For the industrial automation sector, the AV liability question extends well beyond the consumer robotaxi context that Waymo and Tesla represent. Autonomous mobile robots operating in warehouses and distribution centres, autonomous guided vehicles in manufacturing facilities, and autonomous yard tractors in logistics terminals are all AI-driven autonomous systems that lack the federal liability framework that would make their deployment risks clearly allocated between the operator and the manufacturer. OSHA's existing machinery guarding and industrial safety standards were not written with AI autonomy in mind, and the gap between those standards and the operational reality of AI-driven autonomous systems in industrial settings is creating insurance underwriting challenges, incident investigation complexity, and commercial liability uncertainty that is slowing deployment decisions in the most risk-averse operational environments. The federal AV legislation debate, while primarily focused on consumer vehicles, is establishing regulatory precedents and manufacturer obligation frameworks that will shape how the same liability and safety governance questions are resolved for industrial autonomous systems operating in workplace rather than public highway environments.
The logistics automation sector is experiencing a specific version of the broader industrial automation acceleration that is driven by the e-commerce fulfillment requirement for faster, more accurate order processing at scales that manual operations cannot meet economically. The agentic commerce dynamic — AI systems executing purchases autonomously on behalf of consumers — is accelerating e-commerce volume in ways that feed directly into fulfillment automation demand, because the purchase decisions that AI agents are executing on behalf of consumers are disproportionately concentrated in replenishment categories where fulfillment speed and accuracy are the primary consumer satisfaction variables. Automated storage and retrieval systems, goods-to-person picking robotics, and autonomous mobile robots for order consolidation are the logistics automation categories experiencing the most acute demand growth in both US and European fulfillment networks, and the capital investment cycle for these systems is running ahead of the broader industrial automation cycle because the AI-driven e-commerce volume growth is creating fulfillment capacity gaps that manual operations cannot close at the labour costs and throughput rates that the economic model of online retail requires.
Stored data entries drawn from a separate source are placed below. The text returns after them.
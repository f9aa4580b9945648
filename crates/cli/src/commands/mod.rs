//! Subcommand implementations.
//!
//! Each command writes to the given output so it can be exercised in tests.

pub mod catalog;
pub mod sales;
pub mod stats;
pub mod stock;
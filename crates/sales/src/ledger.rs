use chrono::NaiveDateTime;
use serde::{Deserialize, Serialize};

use stockbook_core::{DomainError, DomainResult, ProductCode};

use crate::channel::Channel;

/// Fact: `quantity` units of `product_code` were sold through `channel`.
///
/// The product code is not checked against the catalog; a ledger may refer to
/// products that no longer exist.
#[derive(Debug, Clone, PartialEq, Eq, Serialize, Deserialize)]
pub struct SaleEvent {
    pub timestamp: NaiveDateTime,
    pub product_code: ProductCode,
    pub quantity: u64,
    pub channel: Channel,
}

impl SaleEvent {
    pub fn new(
        timestamp: NaiveDateTime,
        product_code: ProductCode,
        quantity: u64,
        channel: Channel,
    ) -> DomainResult<Self> {
        if quantity == 0 {
            return Err(DomainError::validation("sale quantity must be positive"));
        }
        Ok(Self {
            timestamp,
            product_code,
            quantity,
            channel,
        })
    }
}

/// Append-only log of sale events, in recording order.
#[derive(Debug, Clone, Default, PartialEq, Eq, Serialize, Deserialize)]
#[serde(transparent)]
pub struct Ledger {
    events: Vec<SaleEvent>,
}

impl Ledger {
    pub fn new() -> Self {
        Self::default()
    }

    pub fn from_events(events: impl IntoIterator<Item = SaleEvent>) -> DomainResult<Self> {
        let mut ledger = Self::new();
        for event in events {
            ledger.append(event)?;
        }
        Ok(ledger)
    }

    pub fn append(&mut self, event: SaleEvent) -> DomainResult<()> {
        if event.quantity == 0 {
            return Err(DomainError::validation(format!(
                "sale of {} has zero quantity",
                event.product_code
            )));
        }
        self.events.push(event);
        Ok(())
    }

    pub fn events(&self) -> &[SaleEvent] {
        &self.events
    }

    pub fn iter(&self) -> impl Iterator<Item = &SaleEvent> {
        self.events.iter()
    }

    pub fn len(&self) -> usize {
        self.events.len()
    }

    pub fn is_empty(&self) -> bool {
        self.events.is_empty()
    }
}
use std::collections::BTreeMap;

use chrono::{NaiveDate, Timelike};
use rust_decimal::Decimal;
use serde::{Deserialize, Serialize};

use stockbook_catalog::{Catalog, Product};
use stockbook_core::ProductCode;
use stockbook_sales::{Channel, Ledger, SaleEvent};

use crate::series::Series;

/// Product attribute used to group sales.
#[derive(Debug, Clone, Copy, PartialEq, Eq, Serialize, Deserialize)]
#[serde(rename_all = "lowercase")]
pub enum Dimension {
    Family,
    Size,
    Color,
}

impl Dimension {
    fn value_of(self, product: &Product) -> &str {
        match self {
            Dimension::Family => product.family(),
            Dimension::Size => product.size(),
            Dimension::Color => product.color(),
        }
    }
}

/// Units sold for one group of a [`Dimension`].
#[derive(Debug, Clone, PartialEq, Eq, Serialize, Deserialize)]
pub struct GroupTotal {
    pub group: String,
    pub quantity: u64,
}

/// Units sold through one channel and its share of all units sold.
#[derive(Debug, Clone, PartialEq, Eq, Serialize, Deserialize)]
pub struct ChannelShare {
    pub channel: Channel,
    pub quantity: u64,
    /// Percentage of `total_units_sold`, unrounded.
    pub percent: Decimal,
}

/// Every metric in one serializable bundle.
#[derive(Debug, Clone, PartialEq, Eq, Serialize, Deserialize)]
pub struct StatisticsReport {
    pub total_units_sold: u64,
    pub total_profit: Option<Decimal>,
    pub margin_percent: Option<Decimal>,
    pub top_family: Option<GroupTotal>,
    pub top_size: Option<GroupTotal>,
    pub top_color: Option<GroupTotal>,
    pub daily: Series<NaiveDate>,
    pub hourly: Series<u32>,
    pub channels: Vec<ChannelShare>,
    /// Distinct codes of sales that reference no catalog product.
    pub unmatched_codes: Vec<ProductCode>,
    pub unmatched_units: u64,
}

impl StatisticsReport {
    pub fn has_data(&self) -> bool {
        self.total_units_sold > 0
    }
}

/// Read-only view joining the ledger to the catalog by product code.
///
/// Sales whose code is missing from the catalog count towards units sold and
/// the time/channel series, but are excluded from anything that needs product
/// attributes (profit, margin, top groups). They are listed by
/// [`Statistics::unmatched_sales`].
#[derive(Debug, Clone, Copy)]
pub struct Statistics<'a> {
    catalog: &'a Catalog,
    ledger: &'a Ledger,
}

impl<'a> Statistics<'a> {
    pub fn new(catalog: &'a Catalog, ledger: &'a Ledger) -> Self {
        Self { catalog, ledger }
    }

    fn matched(&self) -> impl Iterator<Item = (&'a SaleEvent, &'a Product)> + 'a {
        let catalog = self.catalog;
        self.ledger
            .iter()
            .filter_map(move |sale| catalog.get(sale.product_code.as_str()).map(|p| (sale, p)))
    }

    /// Σ quantity over every sale; 0 for an empty ledger. Saturates at
    /// `u64::MAX`.
    pub fn total_units_sold(&self) -> u64 {
        sum_units(self.ledger.iter().map(|s| s.quantity))
    }

    /// Σ price × quantity over matched sales; `None` when nothing matches or
    /// the sum does not fit in a `Decimal`.
    pub fn total_revenue(&self) -> Option<Decimal> {
        self.sum_matched(|sale, product| product.price().checked_mul(Decimal::from(sale.quantity)))
    }

    /// Σ (price − cost) × quantity over matched sales; `None` when nothing
    /// matches or the sum does not fit in a `Decimal`.
    pub fn total_profit(&self) -> Option<Decimal> {
        self.sum_matched(|sale, product| {
            product
                .unit_profit()
                .checked_mul(Decimal::from(sale.quantity))
        })
    }

    /// Profit as a percentage of revenue; `None` without matched sales or
    /// when revenue is zero.
    pub fn margin_percent(&self) -> Option<Decimal> {
        let revenue = self.total_revenue()?;
        let profit = self.total_profit()?;
        profit
            .checked_div(revenue)
            .and_then(|ratio| ratio.checked_mul(Decimal::ONE_HUNDRED))
    }

    fn sum_matched(
        &self,
        f: impl Fn(&SaleEvent, &Product) -> Option<Decimal>,
    ) -> Option<Decimal> {
        let mut matched = self.matched().peekable();
        matched.peek()?;
        matched.try_fold(Decimal::ZERO, |acc, (sale, product)| {
            acc.checked_add(f(sale, product)?)
        })
    }

    /// Units sold per group of `dimension`, ascending by group name.
    pub fn totals_by_dimension(&self, dimension: Dimension) -> Vec<GroupTotal> {
        let mut groups: BTreeMap<&str, u64> = BTreeMap::new();
        for (sale, product) in self.matched() {
            add_units(groups.entry(dimension.value_of(product)).or_default(), sale.quantity);
        }
        groups
            .into_iter()
            .map(|(group, quantity)| GroupTotal {
                group: group.to_string(),
                quantity,
            })
            .collect()
    }

    /// Best-selling group of `dimension`. Ties go to the lexically smallest
    /// group name.
    pub fn top_by_dimension(&self, dimension: Dimension) -> Option<GroupTotal> {
        self.totals_by_dimension(dimension)
            .into_iter()
            .reduce(|best, next| if next.quantity > best.quantity { next } else { best })
    }

    /// Units sold per calendar day, ascending.
    pub fn daily_series(&self) -> Series<NaiveDate> {
        let mut days: BTreeMap<NaiveDate, u64> = BTreeMap::new();
        for sale in self.ledger.iter() {
            add_units(days.entry(sale.timestamp.date()).or_default(), sale.quantity);
        }
        Series::from_buckets(days)
    }

    /// Units sold per hour of day (0–23) across all dates; only hours with sales.
    pub fn hourly_series(&self) -> Series<u32> {
        let mut hours: BTreeMap<u32, u64> = BTreeMap::new();
        for sale in self.ledger.iter() {
            add_units(hours.entry(sale.timestamp.hour()).or_default(), sale.quantity);
        }
        Series::from_buckets(hours)
    }

    /// Units and percentage share per channel, in channel order. Channels
    /// without sales are omitted.
    pub fn channel_distribution(&self) -> Vec<ChannelShare> {
        let total = self.total_units_sold();
        if total == 0 {
            return Vec::new();
        }

        let mut channels: BTreeMap<Channel, u64> = BTreeMap::new();
        for sale in self.ledger.iter() {
            add_units(channels.entry(sale.channel).or_default(), sale.quantity);
        }

        let total = Decimal::from(total);
        channels
            .into_iter()
            .map(|(channel, quantity)| ChannelShare {
                channel,
                quantity,
                percent: Decimal::from(quantity) * Decimal::ONE_HUNDRED / total,
            })
            .collect()
    }

    /// Sales that reference a code missing from the catalog.
    pub fn unmatched_sales(&self) -> Vec<&'a SaleEvent> {
        let catalog = self.catalog;
        self.ledger
            .iter()
            .filter(|sale| !catalog.contains(sale.product_code.as_str()))
            .collect()
    }

    pub fn report(&self) -> StatisticsReport {
        let unmatched = self.unmatched_sales();
        let mut unmatched_codes: Vec<ProductCode> =
            unmatched.iter().map(|s| s.product_code.clone()).collect();
        unmatched_codes.sort();
        unmatched_codes.dedup();

        StatisticsReport {
            total_units_sold: self.total_units_sold(),
            total_profit: self.total_profit(),
            margin_percent: self.margin_percent(),
            top_family: self.top_by_dimension(Dimension::Family),
            top_size: self.top_by_dimension(Dimension::Size),
            top_color: self.top_by_dimension(Dimension::Color),
            daily: self.daily_series(),
            hourly: self.hourly_series(),
            channels: self.channel_distribution(),
            unmatched_codes,
            unmatched_units: sum_units(unmatched.iter().map(|s| s.quantity)),
        }
    }
}

/// Unit counts saturate instead of overflowing: the ledger accepts any `u64`
/// quantity, so totals over several rows may not fit.
pub(crate) fn sum_units(quantities: impl IntoIterator<Item = u64>) -> u64 {
    quantities.into_iter().fold(0, u64::saturating_add)
}

fn add_units(slot: &mut u64, quantity: u64) {
    *slot = slot.saturating_add(quantity);
}
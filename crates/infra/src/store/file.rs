//! Whole-file writes that never leave a half-written table behind.

use std::fs::{self, File};
use std::io::{ErrorKind, Write};
use std::path::{Path, PathBuf};

use super::r#trait::StoreError;

/// Open `path` for reading, mapping "not found" to [`StoreError::Missing`].
pub(crate) fn open_existing(path: &Path) -> Result<File, StoreError> {
    File::open(path).map_err(|e| match e.kind() {
        ErrorKind::NotFound => StoreError::Missing(path.display().to_string()),
        _ => StoreError::io(path, e),
    })
}

/// Write `contents` to a sibling temp file, flush it to disk, then rename it
/// over `path`. Readers see either the old table or the new one.
pub(crate) fn replace_atomically(path: &Path, contents: &[u8]) -> Result<(), StoreError> {
    if let Some(parent) = path.parent().filter(|p| !p.as_os_str().is_empty()) {
        fs::create_dir_all(parent).map_err(|e| StoreError::io(parent, e))?;
    }

    let tmp = temp_path(path);
    let result = (|| {
        let mut file = File::create(&tmp)?;
        file.write_all(contents)?;
        file.sync_all()?;
        fs::rename(&tmp, path)
    })();

    if let Err(e) = result {
        let _ = fs::remove_file(&tmp);
        return Err(StoreError::io(path, e));
    }
    Ok(())
}

fn temp_path(path: &Path) -> PathBuf {
    let name = path
        .file_name()
        .map(|n| n.to_string_lossy().into_owned())
        .unwrap_or_else(|| "table".to_string());
    path.with_file_name(format!(".{name}.tmp"))
}

#[cfg(test)]
mod tests {
    use super::*;

    #[test]
    fn replace_creates_parent_and_leaves_no_temp_file() {
        let dir = tempfile::tempdir().unwrap();
        let path = dir.path().join("nested").join("table.csv");

        replace_atomically(&path, b"first").unwrap();
        replace_atomically(&path, b"second").unwrap();

        assert_eq!(fs::read(&path).unwrap(), b"second");
        assert!(!temp_path(&path).exists());
    }

    #[test]
    fn open_missing_file_reports_missing() {
        let dir = tempfile::tempdir().unwrap();
        let err = open_existing(&dir.path().join("nope.csv")).unwrap_err();
        assert!(err.is_missing());
    }
}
Design-Stage Automation Is the Unfair Advantage — For a Limited Window: The greenfield automation-native facilities being built now have a structural productivity advantage over existing retrofitted facilities that compounds over time. The window in which this advantage can be captured through new facility design rather than costly retrofit is defined by the reshoring investment cycle — manufacturers that have not secured their automation-native facility investments in this cycle will face a decade-long catch-up challenge against competitors that did.